Bagi sebagian orang, ketidakterdengaran kritik tajam DPRD dianggap sebagai hilangnya fungsi kontrol. Namun Politisi Partai Demokrat itu punya jawaban lain.
“Kritik itu bisa dalam banyak bentuk. Tidak semua harus lewat mikrofon di paripurna. Tak banyak yang tak tahu, bagaimana kami berdiskusi keras dalam rapat kerja, bagaimana kami beri masukan soal anggaran, soal rencana program kerja pemerintah yang dijanjikan kepada masyarakat dan harus diwujudkan. Itu semua berjalan. Tapi kami tidak menjadikan perbedaan sebagai panggung,” ujarnya.
Di tengah gencarnya pembangunan dan dinamika fiskal yang ketat, ada ancaman baru yang harus diantisipasi: beban gaji Pegawai Pemerintah dengan Perjanjian Kerja (PPPK) yang akan dibebankan penuh kepada APBD. Bagi DV, inilah saatnya eksekutif dan legislatif bekerja sebagai satu tim.
“Beban ini tidak ringan. Maka kami harus kreatif. Perlu sinergi dalam mencari dukungan dari pusat, memperkuat PAD, dan menghindari pemborosan. Kalau kita hanya sibuk ribut, kapan majunya kota ini?” katanya.
Lebih jauh, Ketua DPC Partai Demokrat itu melihat bahwa kolaborasi politik bukanlah bentuk pengkhianatan terhadap rivalitas masa lalu. Melainkan proses pendewasaan dalam demokrasi lokal. Ia percaya, perbedaan pendapat tetap harus ada, namun tidak menghalangi upaya bersama membangun masa depan Prabumulih.
“Bagi saya, rivalitas adalah bagian dari demokrasi. Tapi setelah pemilu selesai, kita harus kembali menjadi pelayan rakyat. Kalau saya dan Cak Arlan bisa duduk bersama, itu karena kita punya tujuan sama: mensejahterakan warga Prabumulih,” tegasnya.
Deni memahami bahwa publik selalu punya pandangan atau penafsiran. Ada yang mengapresiasi kedewasaan politik, ada pula yang curiga pada kedekatan yang dianggap terlalu “harmonis.” Tapi baginya, selama hasil dari semua ini adalah pembangunan yang menyentuh masyarakat, maka itu adalah jawaban terbaik.
“Kalau publik bertanya, itu wajar. Dan jawaban saya adalah: mari kita lihat hasilnya.

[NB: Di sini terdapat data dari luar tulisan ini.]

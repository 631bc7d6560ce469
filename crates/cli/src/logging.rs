//! Logger setup.

use std::sync::Once;

static INIT: Once = Once::new();

/// Initializes the global `env_logger` once; later calls are ignored.
///
/// `RUST_LOG` wins when set. Otherwise only warnings and errors are shown,
/// so a failed run prints just its one diagnostic line.
pub fn init_logging() {
    INIT.call_once(|| {
        let mut builder = env_logger::Builder::new();

        match std::env::var("RUST_LOG") {
            Ok(filter) => {
                builder.parse_filters(&filter);
            }
            Err(_) => {
                builder.filter_level(log::LevelFilter::Warn);
            }
        }

        builder.format_timestamp(None).init();
        log::debug!("logging initialized");
    });
}
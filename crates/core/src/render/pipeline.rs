//! The whole run: open the session, draw, read back, write the bitmap,
//! release everything.

use super::backend::DisplayBackend;
use super::capture::read_rgba;
use super::egl::Egl;
use super::mesh::TriangleMesh;
use super::session::Session;
use crate::bmp::save_bmp;
use crate::config::RenderConfig;
use crate::error::RenderError;
use crate::report::RenderReport;
use crate::scene::CLEAR_COLOR;

/// Renders the triangle with the system EGL and writes `config.output`.
///
/// # Errors
///
/// Returns the first failing step's `RenderError`. Resources acquired up to
/// that point are released; no file is written unless rendering succeeded.
pub fn render(config: &RenderConfig) -> Result<RenderReport, RenderError> {
    config.validate()?;
    let egl = Egl::load()?;
    render_with(&egl, config)
}

/// Like [`render`], over any display backend.
///
/// GL objects are deleted before the session is dropped; the session then
/// releases the current binding, surface, context and display.
pub fn render_with<B: DisplayBackend>(
    backend: &B,
    config: &RenderConfig,
) -> Result<RenderReport, RenderError> {
    let session = Session::open(backend, config)?;
    let (width, height) = (session.width(), session.height());
    let gl = session.load_gl();

    let mesh = TriangleMesh::new(&gl)?;
    mesh.draw(&gl, width, height, CLEAR_COLOR.to_array());
    let pixels = read_rgba(&gl, width, height);
    mesh.destroy(&gl);

    let bytes_written = save_bmp(&config.output, width, height, &pixels)?;

    Ok(RenderReport {
        egl_version: session.version(),
        width,
        height,
        output: config.output.clone(),
        bytes_written,
    })
}
//! Error types for the egl-triangle core.

use thiserror::Error;

#[cfg(feature = "render")]
use crate::render::ShaderError;

/// Errors produced while acquiring the EGL session, rendering, or writing
/// the bitmap.
///
/// Every variant is terminal: by the time one is returned, every handle
/// acquired before the failing step has already been released.
#[derive(Debug, Error)]
pub enum RenderError {
    /// The EGL shared library could not be loaded.
    #[error("failed to load the EGL library: {0}")]
    LibraryLoad(String),

    /// `eglGetDisplay` returned no display.
    #[error("failed to get EGL display")]
    NoDisplay,

    /// `eglInitialize` failed.
    #[error("failed to initialize EGL: {0}")]
    DisplayInit(String),

    /// `eglBindAPI(EGL_OPENGL_API)` failed.
    #[error("failed to bind OpenGL API: {0}")]
    BindApi(String),

    /// `eglChooseConfig` itself failed.
    #[error("failed to choose EGL configuration: {0}")]
    ChooseConfig(String),

    /// `eglChooseConfig` succeeded but matched zero configurations.
    #[error("failed to choose EGL configuration: no matching configuration")]
    NoMatchingConfig,

    /// `eglCreateContext` failed.
    #[error("failed to create EGL context: {0}")]
    CreateContext(String),

    /// `eglCreatePbufferSurface` failed.
    #[error("failed to create EGL surface: {0}")]
    CreateSurface(String),

    /// `eglMakeCurrent` failed.
    #[error("failed to make EGL context current: {0}")]
    MakeCurrent(String),

    /// One or more GL entry points did not resolve through the loader.
    #[error("failed to load OpenGL functions: unresolved {0}")]
    Loader(String),

    /// A shader stage failed to compile or the program failed to link.
    #[cfg(feature = "render")]
    #[error(transparent)]
    Shader(#[from] ShaderError),

    /// The driver refused to create a vertex array or buffer.
    #[error("failed to create {object}: {reason}")]
    GlObject { object: &'static str, reason: String },

    /// The bitmap could not be written.
    #[error("i/o error: {0}")]
    Io(String),

    /// Width or height was zero or too large for a 32-bit bitmap.
    #[error("invalid dimensions {width}x{height}: must be non-zero and fit a 32-bit BMP")]
    InvalidDimensions { width: u32, height: u32 },
}

impl From<std::io::Error> for RenderError {
    fn from(e: std::io::Error) -> Self {
        RenderError::Io(e.to_string())
    }
}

Lihat jalan yang diperbaiki, lihat lahan yang digarap, gedung dan aset daerah terbengkalai difungsikan, peningkatan pelayanan, pembenahan birokrasi, mengupayakan peningkatan PAD. Itu ukuran sebenarnya,” pungkasnya.
Di tengah isu “romantisme kekuasaan,” Narasi Ketua DPRD ini menjadi angin segar bagi mereka yang menuntut akuntabilitas. Bahwa politik, di tangan mereka yang bersungguh-sungguh, bisa menjadi ruang kolaborasi tanpa kehilangan fungsi dan arah.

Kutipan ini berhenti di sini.